About this task
Nothing is to be altered. Print each record in full.

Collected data
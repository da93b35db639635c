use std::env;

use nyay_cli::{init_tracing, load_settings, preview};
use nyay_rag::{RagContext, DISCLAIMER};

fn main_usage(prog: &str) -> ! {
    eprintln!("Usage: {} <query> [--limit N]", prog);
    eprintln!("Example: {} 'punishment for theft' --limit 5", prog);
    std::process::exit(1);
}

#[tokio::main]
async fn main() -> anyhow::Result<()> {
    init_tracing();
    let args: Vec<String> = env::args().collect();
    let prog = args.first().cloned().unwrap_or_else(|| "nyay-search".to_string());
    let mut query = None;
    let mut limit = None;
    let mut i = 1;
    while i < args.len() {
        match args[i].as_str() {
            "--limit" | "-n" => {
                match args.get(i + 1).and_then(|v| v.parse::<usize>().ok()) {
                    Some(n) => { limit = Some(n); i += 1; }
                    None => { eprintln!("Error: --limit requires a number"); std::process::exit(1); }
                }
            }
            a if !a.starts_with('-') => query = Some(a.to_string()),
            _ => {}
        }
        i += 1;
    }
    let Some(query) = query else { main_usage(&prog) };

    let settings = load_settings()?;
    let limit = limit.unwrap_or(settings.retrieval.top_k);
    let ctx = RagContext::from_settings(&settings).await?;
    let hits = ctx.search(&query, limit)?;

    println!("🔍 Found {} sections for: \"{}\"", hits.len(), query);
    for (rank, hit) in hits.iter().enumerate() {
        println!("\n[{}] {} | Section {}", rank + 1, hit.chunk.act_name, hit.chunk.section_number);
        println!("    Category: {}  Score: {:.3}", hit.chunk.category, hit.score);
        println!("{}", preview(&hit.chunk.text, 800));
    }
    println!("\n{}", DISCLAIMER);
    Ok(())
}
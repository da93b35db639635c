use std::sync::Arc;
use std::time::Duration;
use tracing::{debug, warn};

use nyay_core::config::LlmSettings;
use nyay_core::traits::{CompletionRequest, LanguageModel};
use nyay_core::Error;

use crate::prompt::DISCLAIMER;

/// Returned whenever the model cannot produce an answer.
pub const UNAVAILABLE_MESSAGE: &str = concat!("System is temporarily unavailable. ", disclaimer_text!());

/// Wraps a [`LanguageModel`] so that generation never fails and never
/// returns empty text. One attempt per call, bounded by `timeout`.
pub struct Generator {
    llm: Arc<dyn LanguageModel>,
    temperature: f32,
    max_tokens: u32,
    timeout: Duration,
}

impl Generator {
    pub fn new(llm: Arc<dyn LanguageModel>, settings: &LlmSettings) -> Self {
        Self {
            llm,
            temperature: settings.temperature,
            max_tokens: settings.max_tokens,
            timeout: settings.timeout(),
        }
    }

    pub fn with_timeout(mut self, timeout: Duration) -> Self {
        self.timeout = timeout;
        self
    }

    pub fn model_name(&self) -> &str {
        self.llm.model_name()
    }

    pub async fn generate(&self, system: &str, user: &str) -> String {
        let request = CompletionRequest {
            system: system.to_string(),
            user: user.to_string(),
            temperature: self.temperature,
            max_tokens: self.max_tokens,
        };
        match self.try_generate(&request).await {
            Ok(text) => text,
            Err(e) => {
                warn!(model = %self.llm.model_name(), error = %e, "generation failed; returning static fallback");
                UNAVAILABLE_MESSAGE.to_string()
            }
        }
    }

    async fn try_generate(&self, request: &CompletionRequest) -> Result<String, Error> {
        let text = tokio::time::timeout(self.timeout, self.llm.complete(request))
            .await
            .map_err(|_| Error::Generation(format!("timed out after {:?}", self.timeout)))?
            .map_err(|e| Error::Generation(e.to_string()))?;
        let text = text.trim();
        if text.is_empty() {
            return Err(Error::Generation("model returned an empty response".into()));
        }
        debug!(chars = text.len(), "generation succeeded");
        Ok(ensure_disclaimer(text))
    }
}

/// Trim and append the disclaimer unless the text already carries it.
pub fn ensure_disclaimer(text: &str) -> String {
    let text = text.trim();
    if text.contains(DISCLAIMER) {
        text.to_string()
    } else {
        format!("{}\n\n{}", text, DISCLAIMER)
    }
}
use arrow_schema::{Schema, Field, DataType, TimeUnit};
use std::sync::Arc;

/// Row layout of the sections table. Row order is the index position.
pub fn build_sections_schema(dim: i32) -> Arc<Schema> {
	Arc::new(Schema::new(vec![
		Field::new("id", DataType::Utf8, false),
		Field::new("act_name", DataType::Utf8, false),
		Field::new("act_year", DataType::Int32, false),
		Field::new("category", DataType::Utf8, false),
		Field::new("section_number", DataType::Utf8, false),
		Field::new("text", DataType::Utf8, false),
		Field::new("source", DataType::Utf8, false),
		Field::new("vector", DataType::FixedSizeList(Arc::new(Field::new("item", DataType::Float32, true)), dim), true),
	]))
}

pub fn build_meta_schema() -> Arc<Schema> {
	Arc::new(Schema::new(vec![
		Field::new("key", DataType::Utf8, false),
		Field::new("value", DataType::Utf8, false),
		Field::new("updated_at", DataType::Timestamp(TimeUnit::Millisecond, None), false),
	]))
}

Task response
repository da93b35db639635c
use std::env;

use nyay_cli::{init_tracing, load_settings, preview};
use nyay_rag::{RagContext, DISCLAIMER};

fn main_usage(prog: &str) -> ! {
    eprintln!("Usage: {} <query> [--limit N]", prog);
    eprintln!("Example: {} 'punishment for theft' --limit 5", prog);
    std::process::exit(1);
}

#[tokio::main]
async fn main() -> anyhow::Result<()> {
    init_tracing();
    let args: Vec<String> = env::args().collect();
    let prog = args.first().cloned().unwrap_or_else(|| "nyay-search".to_string());
    let mut query = None;
    let mut limit = None;
    let mut i = 1;
    while i < args.len() {
        match args[i].as_str() {
            "--limit" | "-n" => {
                match args.get(i + 1).and_then(|v| v.parse::<usize>().ok()) {
                    Some(n) => { limit = Some(n); i += 1; }
                    None => { eprintln!("Error: --limit requires a number"); std::process::exit(1); }
                }
            }
            a if !a.starts_with('-') => query = Some(a.to_string()),
            _ => {}
        }
        i += 1;
    }
    let Some(query) = query else { main_usage(&prog) };

    let settings = load_settings()?;
    let limit = limit.unwrap_or(settings.retrieval.top_k);
    let ctx = RagContext::from_settings(&settings).await?;
    let hits = ctx.search(&query, limit)?;

    println!("🔍 Found {} sections for: \"{}\"", hits.len(), query);
    for (rank, hit) in hits.iter().enumerate() {
        println!("\n[{}] {} | Section {}", rank + 1, hit.chunk.act_name, hit.chunk.section_number);
        println!("    Category: {}  Score: {:.3}", hit.chunk.category, hit.score);
        println!("{}", preview(&hit.chunk.text, 800));
    }
    println!("\n{}", DISCLAIMER);
    Ok(())
}
repository da93b35db639635c
use std::sync::Arc;
use std::time::Duration;
use tracing::{debug, warn};

use nyay_core::config::LlmSettings;
use nyay_core::traits::{CompletionRequest, LanguageModel};
use nyay_core::Error;

use crate::prompt::DISCLAIMER;

/// Returned whenever the model cannot produce an answer.
pub const UNAVAILABLE_MESSAGE: &str = concat!("System is temporarily unavailable. ", disclaimer_text!());

/// Wraps a [`LanguageModel`] so that generation never fails and never
/// returns empty text. One attempt per call, bounded by `timeout`.
pub struct Generator {
    llm: Arc<dyn LanguageModel>,
    temperature: f32,
    max_tokens: u32,
    timeout: Duration,
}

impl Generator {
    pub fn new(llm: Arc<dyn LanguageModel>, settings: &LlmSettings) -> Self {
        Self {
            llm,
            temperature: settings.temperature,
            max_tokens: settings.max_tokens,
            timeout: settings.timeout(),
        }
    }

    pub fn with_timeout(mut self, timeout: Duration) -> Self {
        self.timeout = timeout;
        self
    }

    pub fn model_name(&self) -> &str {
        self.llm.model_name()
    }

    pub async fn generate(&self, system: &str, user: &str) -> String {
        let request = CompletionRequest {
            system: system.to_string(),
            user: user.to_string(),
            temperature: self.temperature,
            max_tokens: self.max_tokens,
        };
        match self.try_generate(&request).await {
            Ok(text) => text,
            Err(e) => {
                warn!(model = %self.llm.model_name(), error = %e, "generation failed; returning static fallback");
                UNAVAILABLE_MESSAGE.to_string()
            }
        }
    }

    async fn try_generate(&self, request: &CompletionRequest) -> Result<String, Error> {
        let text = tokio::time::timeout(self.timeout, self.llm.complete(request))
            .await
            .map_err(|_| Error::Generation(format!("timed out after {:?}", self.timeout)))?
            .map_err(|e| Error::Generation(e.to_string()))?;
        let text = text.trim();
        if text.is_empty() {
            return Err(Error::Generation("model returned an empty response".into()));
        }
        debug!(chars = text.len(), "generation succeeded");
        Ok(ensure_disclaimer(text))
    }
}

/// Trim and append the disclaimer unless the text already carries it.
pub fn ensure_disclaimer(text: &str) -> String {
    let text = text.trim();
    if text.contains(DISCLAIMER) {
        text.to_string()
    } else {
        format!("{}\n\n{}", text, DISCLAIMER)
    }
}
use arrow_schema::{Schema, Field, DataType, TimeUnit};
use std::sync::Arc;

/// Row layout of the sections table. Row order is the index position.
pub fn build_sections_schema(dim: i32) -> Arc<Schema> {
	Arc::new(Schema::new(vec![
		Field::new("id", DataType::Utf8, false),
		Field::new("act_name", DataType::Utf8, false),
		Field::new("act_year", DataType::Int32, false),
		Field::new("category", DataType::Utf8, false),
		Field::new("section_number", DataType::Utf8, false),
		Field::new("text", DataType::Utf8, false),
		Field::new("source", DataType::Utf8, false),
		Field::new("vector", DataType::FixedSizeList(Arc::new(Field::new("item", DataType::Float32, true)), dim), true),
	]))
}

pub fn build_meta_schema() -> Arc<Schema> {
	Arc::new(Schema::new(vec![
		Field::new("key", DataType::Utf8, false),
		Field::new("value", DataType::Utf8, false),
		Field::new("updated_at", DataType::Timestamp(TimeUnit::Millisecond, None), false),
	]))
}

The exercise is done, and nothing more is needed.